Christianity is the religion of a Book. Christianity is based upon the impregnable rock of Holy Scripture. The starting point of all doctrinal discussion must be the Bible. Upon the foundation of the Divine inspiration of the Bible stands or falls the entire edifice of Christian truth.—“If the foundations be destroyed, what can the righteous do?” (Ps. 11:3). Surrender the dogma of verbal inspiration and you are left like a rudderless ship on a stormy sea—at the mercy of every wind that blows. Deny that the Bible is, without any qualifications, the very Word of God, and you are left without any ultimate standard of measurement and without any supreme authority. It is useless to discuss any doctrine taught by the Bible until you are prepared to acknowledge, unreservedly, that the Bible is the final court of appeal. Grant that the Bible is a Divine revelation and communication of God’s own mind and will to men, and you have a fixed starting point from which advance can be made into the domain of truth. Grant that the Bible is (in its original manuscripts) inerrant and infallible and you reach the place where study of its contents is both practicable and profitable.

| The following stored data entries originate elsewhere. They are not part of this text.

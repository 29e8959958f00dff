// Copyright (c) The nextest Contributors
// SPDX-License-Identifier: MIT OR Apache-2.0

//! Running the discovery script under a Python interpreter.

use crate::{cancel::CancellationToken, errors::CommandError, script::DiscoveryScript};
use camino::{Utf8Path, Utf8PathBuf};
use std::{future::Future, process::Stdio};
use tracing::{debug, warn};

/// A command that runs the discovery script: `<program> -c <script>` in a working directory.
#[derive(Clone, Debug, Eq, PartialEq)]
pub struct PythonCommand {
    program: String,
    args: Vec<String>,
    cwd: Utf8PathBuf,
}

impl PythonCommand {
    /// Creates a new command that runs `script` with the interpreter at `program`.
    pub fn new(
        program: impl Into<String>,
        cwd: impl Into<Utf8PathBuf>,
        script: &DiscoveryScript,
    ) -> Self {
        Self {
            program: program.into(),
            args: vec!["-c".to_owned(), script.as_str().to_owned()],
            cwd: cwd.into(),
        }
    }

    /// Returns the interpreter to run.
    pub fn program(&self) -> &str {
        &self.program
    }

    /// Returns the arguments passed to the interpreter.
    pub fn args(&self) -> &[String] {
        &self.args
    }

    /// Returns the working directory.
    pub fn cwd(&self) -> &Utf8Path {
        &self.cwd
    }
}

/// Runs a [`PythonCommand`] and returns its captured output.
pub trait CommandRunner {
    /// Runs the command to completion, returning its combined output: standard output followed
    /// by standard error.
    ///
    /// If `cancel` is triggered while the command is running, the command is stopped and
    /// [`CommandError::Cancelled`] is returned.
    fn run(
        &self,
        command: &PythonCommand,
        cancel: &CancellationToken,
    ) -> impl Future<Output = Result<String, CommandError>> + Send;
}

/// A [`CommandRunner`] that spawns a child process.
#[derive(Clone, Copy, Debug, Default)]
pub struct ProcessRunner;

impl CommandRunner for ProcessRunner {
    async fn run(
        &self,
        command: &PythonCommand,
        cancel: &CancellationToken,
    ) -> Result<String, CommandError> {
        debug!(
            "running `{}` in {} with {} arguments",
            command.program,
            command.cwd,
            command.args.len(),
        );

        let mut cmd = tokio::process::Command::new(&command.program);
        cmd.args(&command.args)
            .current_dir(&command.cwd)
            // Capture stdout and stderr, and close stdin.
            .stdin(Stdio::null())
            .stdout(Stdio::piped())
            .stderr(Stdio::piped())
            .kill_on_drop(true);

        let child = cmd.spawn().map_err(|error| CommandError::ExecFail {
            program: command.program.clone(),
            error,
        })?;

        // Dropping the child on cancellation kills it.
        let output = tokio::select! {
            output = child.wait_with_output() => output.map_err(|error| CommandError::ExecFail {
                program: command.program.clone(),
                error,
            })?,
            () = cancel.cancelled() => {
                debug!("cancelled while running `{}`", command.program);
                return Err(CommandError::Cancelled {
                    program: command.program.clone(),
                });
            }
        };

        let stdout = decode_lossy(&command.program, "stdout", output.stdout);
        let stderr = decode_lossy(&command.program, "stderr", output.stderr);
        if !stderr.is_empty() {
            debug!("`{}` stderr:\n{stderr}", command.program);
        }

        if output.status.success() {
            debug!("`{}` stdout:\n{stdout}", command.program);
            Ok(combine_output(stdout, &stderr))
        } else {
            Err(CommandError::CommandFail {
                program: command.program.clone(),
                exit_status: output.status,
                stdout,
                stderr,
            })
        }
    }
}

/// Appends stderr to stdout, keeping the last stdout line separate from the first stderr line.
fn combine_output(mut stdout: String, stderr: &str) -> String {
    if stderr.is_empty() {
        return stdout;
    }
    if !stdout.is_empty() && !stdout.ends_with('\n') {
        stdout.push('\n');
    }
    stdout.push_str(stderr);
    stdout
}

fn decode_lossy(program: &str, stream: &str, bytes: Vec<u8>) -> String {
    match String::from_utf8(bytes) {
        Ok(s) => s,
        Err(error) => {
            warn!("{stream} of `{program}` is not valid UTF-8, decoding lossily");
            String::from_utf8_lossy(error.as_bytes()).into_owned()
        }
    }
}

#[cfg(all(test, unix))]
mod tests {
    use super::*;
    use crate::list::DiscoverArgs;

    fn sh_command(script: &str) -> PythonCommand {
        // `sh -c <script>` has the same shape as `python -c <script>`.
        PythonCommand {
            program: "sh".to_owned(),
            args: vec!["-c".to_owned(), script.to_owned()],
            cwd: Utf8PathBuf::from("/"),
        }
    }

    #[test]
    fn test_python_command_new() {
        let script = DiscoveryScript::new(&DiscoverArgs::default()).unwrap();
        let command = PythonCommand::new("python3", "/repo", &script);
        assert_eq!(command.program(), "python3");
        assert_eq!(command.args()[0], "-c");
        assert_eq!(command.args()[1], script.as_str());
        assert_eq!(command.cwd(), "/repo");
    }

    #[tokio::test]
    async fn test_process_runner_stdout() {
        let command = sh_command("echo noise; echo start; echo a.B.c; echo d.E.f >&2");
        let output = ProcessRunner
            .run(&command, &CancellationToken::new())
            .await
            .unwrap();
        assert_eq!(output, "noise\nstart\na.B.c\nd.E.f\n");
    }

    #[test]
    fn test_combine_output() {
        assert_eq!(combine_output("start\n".to_owned(), ""), "start\n");
        assert_eq!(combine_output(String::new(), "a.B.c\n"), "a.B.c\n");
        assert_eq!(combine_output("start\n".to_owned(), "a.B.c\n"), "start\na.B.c\n");
        assert_eq!(combine_output("start".to_owned(), "a.B.c"), "start\na.B.c");
    }

    #[tokio::test]
    async fn test_process_runner_failure() {
        let command = sh_command("echo partial; echo oops >&2; exit 3");
        let error = ProcessRunner
            .run(&command, &CancellationToken::new())
            .await
            .unwrap_err();
        match error {
            CommandError::CommandFail {
                exit_status,
                stdout,
                stderr,
                ..
            } => {
                assert_eq!(exit_status.code(), Some(3));
                assert_eq!(stdout, "partial\n");
                assert_eq!(stderr, "oops\n");
            }
            other => panic!("unexpected error: {other:?}"),
        }
    }

    #[tokio::test]
    async fn test_process_runner_exec_fail() {
        let mut command = sh_command("true");
        command.program = "/nonexistent/pyunit-python".to_owned();
        let error = ProcessRunner
            .run(&command, &CancellationToken::new())
            .await
            .unwrap_err();
        assert!(
            matches!(error, CommandError::ExecFail { .. }),
            "unexpected error: {error:?}"
        );
    }

    #[tokio::test]
    async fn test_process_runner_cancelled() {
        let cancel = CancellationToken::new();
        cancel.cancel();
        let error = ProcessRunner
            .run(&sh_command("sleep 30"), &cancel)
            .await
            .unwrap_err();
        assert!(
            matches!(error, CommandError::Cancelled { .. }),
            "unexpected error: {error:?}"
        );
    }
}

It is impossible to over-estimate the importance of the doctrine of the Divine inspiration of Scripture. This is the strategic center of Christian theology, and must be defended at all costs. It is the point at which our satanic enemy is constantly hurling his hellish battalions. Here it was he made his first attack. In Eden he asked, “Yea, hath God said?” and today he is pursuing the same tactics. Throughout the ages the Bible has been the central object of his assaults. Every available weapon in the devil’s arsenal has been employed in his determined and ceaseless efforts to destroy the temple of God’s truth. In the first days of the Christian era the attack of the enemy was made openly—the bonfire being the chief instrument of destruction—but, in these “last days” the assault is made in a more subtle manner and comes from a more unexpected quarter. The Divine origin of the Scriptures is now disputed in the name of “Scholarship” and “Science,” and that, too, by those who profess to be friends and champions of the Bible. Much of the learning and theological activity of the hour, are concentrated in the attempt to discredit and destroy the authenticity and authority of God’s Word, the result being that thousands of nominal Christians are plunged into a sea of doubt. Many of those who are paid to stand in our pulpits and defend the Truth of God are now the very ones who are engaged in sowing the seeds of unbelief and destroying the faith of those to whom they minister. But these modern methods will prove no more successful in their efforts to destroy the Bible than did those employed in the opening centuries of the Christian era. As well might the birds attempt to demolish the granite rock of Gibraltar by pecking at it with their beaks—“For ever, O Lord, Thy Word is settled in heaven” (Ps. 119:89).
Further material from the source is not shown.